§ **REQUIRED ACTION**:
Exactly as written, output each of the entries below.

▼

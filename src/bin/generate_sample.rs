//! Write a synthetic 1 Hz heating log and a matching report template.
//!
//! ```text
//! cargo run --bin generate_sample [OUT_DIR]
//! ```

use std::path::{Path, PathBuf};

use anyhow::{Context, Result};
use rust_xlsxwriter::Workbook;

/// Labels of the 16 report rows, top to bottom.
const TEMPLATE_LABELS: [&str; 16] = [
    "Evaluation date",
    "Sample",
    "Areal weight [g/m²]",
    "Thickness [mm]",
    "Density [kg/m³]",
    "Heat setting",
    "Pressure",
    "Time to 100 °C [s]",
    "Time to 150 °C [s]",
    "Time to 180 °C [s]",
    "Time to 200 °C [s]",
    "Temp. at 60 s [°C]",
    "Temp. at 120 s [°C]",
    "Temp. at 300 s [°C]",
    "Temp. at 600 s [°C]",
    "Remarks",
];

/// Samples in the generated log (15 minutes at 1 Hz).
const LOG_SECONDS: u32 = 900;

/// Minimal deterministic PRNG (xorshift64*).
struct SimpleRng(u64);

impl SimpleRng {
    fn next_f64(&mut self) -> f64 {
        self.0 ^= self.0 >> 12;
        self.0 ^= self.0 << 25;
        self.0 ^= self.0 >> 27;
        let bits = self.0.wrapping_mul(0x2545_f491_4f6c_dd1d);
        (bits >> 11) as f64 / (1u64 << 53) as f64
    }

    /// Uniform noise in `[-amplitude, amplitude)`.
    fn noise(&mut self, amplitude: f64) -> f64 {
        (self.next_f64() * 2.0 - 1.0) * amplitude
    }
}

/// First-order heating towards 240 °C with a 15 s dead time.
fn heating_curve(t: f64) -> f64 {
    let ambient = 24.0;
    let plateau = 240.0;
    let elapsed = (t - 15.0).max(0.0);
    ambient + (plateau - ambient) * (1.0 - (-elapsed / 220.0).exp())
}

fn write_log(path: &Path) -> Result<()> {
    let mut rng = SimpleRng(0x9e37_79b9_7f4a_7c15);
    let mut workbook = Workbook::new();
    let ws = workbook.add_worksheet();
    ws.set_name("Log")?;

    ws.write_string(0, 0, "No.")?;
    ws.write_string(0, 1, "Elapsed [s]")?;
    ws.write_string(0, 2, "Channel")?;
    ws.write_string(0, 3, "Temperature [°C]")?;

    for i in 0..LOG_SECONDS {
        let row = i + 1;
        let temp = heating_curve(i as f64) + rng.noise(0.4);
        ws.write_number(row, 0, i + 1)?;
        ws.write_number(row, 1, i)?;
        ws.write_string(row, 2, "CH1")?;
        ws.write_number(row, 3, (temp * 10.0).round() / 10.0)?;
    }

    workbook
        .save(path)
        .with_context(|| format!("writing {}", path.display()))?;
    Ok(())
}

fn write_template(path: &Path) -> Result<()> {
    let mut workbook = Workbook::new();

    let report = workbook.add_worksheet();
    report.set_name("Report")?;
    for (row, label) in (0u32..).zip(TEMPLATE_LABELS) {
        report.write_string(row, 0, label)?;
    }
    report.write_string(20, 0, "Footer: results are appended to the right")?;

    let notes = workbook.add_worksheet();
    notes.set_name("Notes")?;
    notes.write_string(0, 0, "Instrument")?;
    notes.write_string(0, 1, "Hot plate HP-2")?;

    workbook
        .save(path)
        .with_context(|| format!("writing {}", path.display()))?;
    Ok(())
}

fn main() -> Result<()> {
    env_logger::init();

    let out_dir = std::env::args()
        .nth(1)
        .map(PathBuf::from)
        .unwrap_or_else(|| PathBuf::from("."));
    std::fs::create_dir_all(&out_dir)
        .with_context(|| format!("creating {}", out_dir.display()))?;

    let log_path = out_dir.join("sample_log.xlsx");
    write_log(&log_path)?;
    log::info!("Wrote {LOG_SECONDS} readings to {}", log_path.display());

    let template_path = out_dir.join("sample_template.xlsx");
    write_template(&template_path)?;
    log::info!("Wrote template to {}", template_path.display());

    println!(
        "Generated {} and {}",
        log_path.display(),
        template_path.display()
    );
    Ok(())
}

▲

§ **COMPLETED TASK**:
filename src/bin/generate_sample.rs
//! Write a synthetic 1 Hz heating log and a matching report template.
//!
//! ```text
//! cargo run --bin generate_sample [OUT_DIR]
//! ```

use std::path::{Path, PathBuf};

use anyhow::{Context, Result};
use rust_xlsxwriter::Workbook;

/// Labels of the 16 report rows, top to bottom.
const TEMPLATE_LABELS: [&str; 16] = [
    "Evaluation date",
    "Sample",
    "Areal weight [g/m²]",
    "Thickness [mm]",
    "Density [kg/m³]",
    "Heat setting",
    "Pressure",
    "Time to 100 °C [s]",
    "Time to 150 °C [s]",
    "Time to 180 °C [s]",
    "Time to 200 °C [s]",
    "Temp. at 60 s [°C]",
    "Temp. at 120 s [°C]",
    "Temp. at 300 s [°C]",
    "Temp. at 600 s [°C]",
    "Remarks",
];

/// Samples in the generated log (15 minutes at 1 Hz).
const LOG_SECONDS: u32 = 900;

/// Minimal deterministic PRNG (xorshift64*).
struct SimpleRng(u64);

impl SimpleRng {
    fn next_f64(&mut self) -> f64 {
        self.0 ^= self.0 >> 12;
        self.0 ^= self.0 << 25;
        self.0 ^= self.0 >> 27;
        let bits = self.0.wrapping_mul(0x2545_f491_4f6c_dd1d);
        (bits >> 11) as f64 / (1u64 << 53) as f64
    }

    /// Uniform noise in `[-amplitude, amplitude)`.
    fn noise(&mut self, amplitude: f64) -> f64 {
        (self.next_f64() * 2.0 - 1.0) * amplitude
    }
}

/// First-order heating towards 240 °C with a 15 s dead time.
fn heating_curve(t: f64) -> f64 {
    let ambient = 24.0;
    let plateau = 240.0;
    let elapsed = (t - 15.0).max(0.0);
    ambient + (plateau - ambient) * (1.0 - (-elapsed / 220.0).exp())
}

fn write_log(path: &Path) -> Result<()> {
    let mut rng = SimpleRng(0x9e37_79b9_7f4a_7c15);
    let mut workbook = Workbook::new();
    let ws = workbook.add_worksheet();
    ws.set_name("Log")?;

    ws.write_string(0, 0, "No.")?;
    ws.write_string(0, 1, "Elapsed [s]")?;
    ws.write_string(0, 2, "Channel")?;
    ws.write_string(0, 3, "Temperature [°C]")?;

    for i in 0..LOG_SECONDS {
        let row = i + 1;
        let temp = heating_curve(i as f64) + rng.noise(0.4);
        ws.write_number(row, 0, i + 1)?;
        ws.write_number(row, 1, i)?;
        ws.write_string(row, 2, "CH1")?;
        ws.write_number(row, 3, (temp * 10.0).round() / 10.0)?;
    }

    workbook
        .save(path)
        .with_context(|| format!("writing {}", path.display()))?;
    Ok(())
}

fn write_template(path: &Path) -> Result<()> {
    let mut workbook = Workbook::new();

    let report = workbook.add_worksheet();
    report.set_name("Report")?;
    for (row, label) in (0u32..).zip(TEMPLATE_LABELS) {
        report.write_string(row, 0, label)?;
    }
    report.write_string(20, 0, "Footer: results are appended to the right")?;

    let notes = workbook.add_worksheet();
    notes.set_name("Notes")?;
    notes.write_string(0, 0, "Instrument")?;
    notes.write_string(0, 1, "Hot plate HP-2")?;

    workbook
        .save(path)
        .with_context(|| format!("writing {}", path.display()))?;
    Ok(())
}

fn main() -> Result<()> {
    env_logger::init();

    let out_dir = std::env::args()
        .nth(1)
        .map(PathBuf::from)
        .unwrap_or_else(|| PathBuf::from("."));
    std::fs::create_dir_all(&out_dir)
        .with_context(|| format!("creating {}", out_dir.display()))?;

    let log_path = out_dir.join("sample_log.xlsx");
    write_log(&log_path)?;
    log::info!("Wrote {LOG_SECONDS} readings to {}", log_path.display());

    let template_path = out_dir.join("sample_template.xlsx");
    write_template(&template_path)?;
    log::info!("Wrote template to {}", template_path.display());

    println!(
        "Generated {} and {}",
        log_path.display(),
        template_path.display()
    );
    Ok(())
}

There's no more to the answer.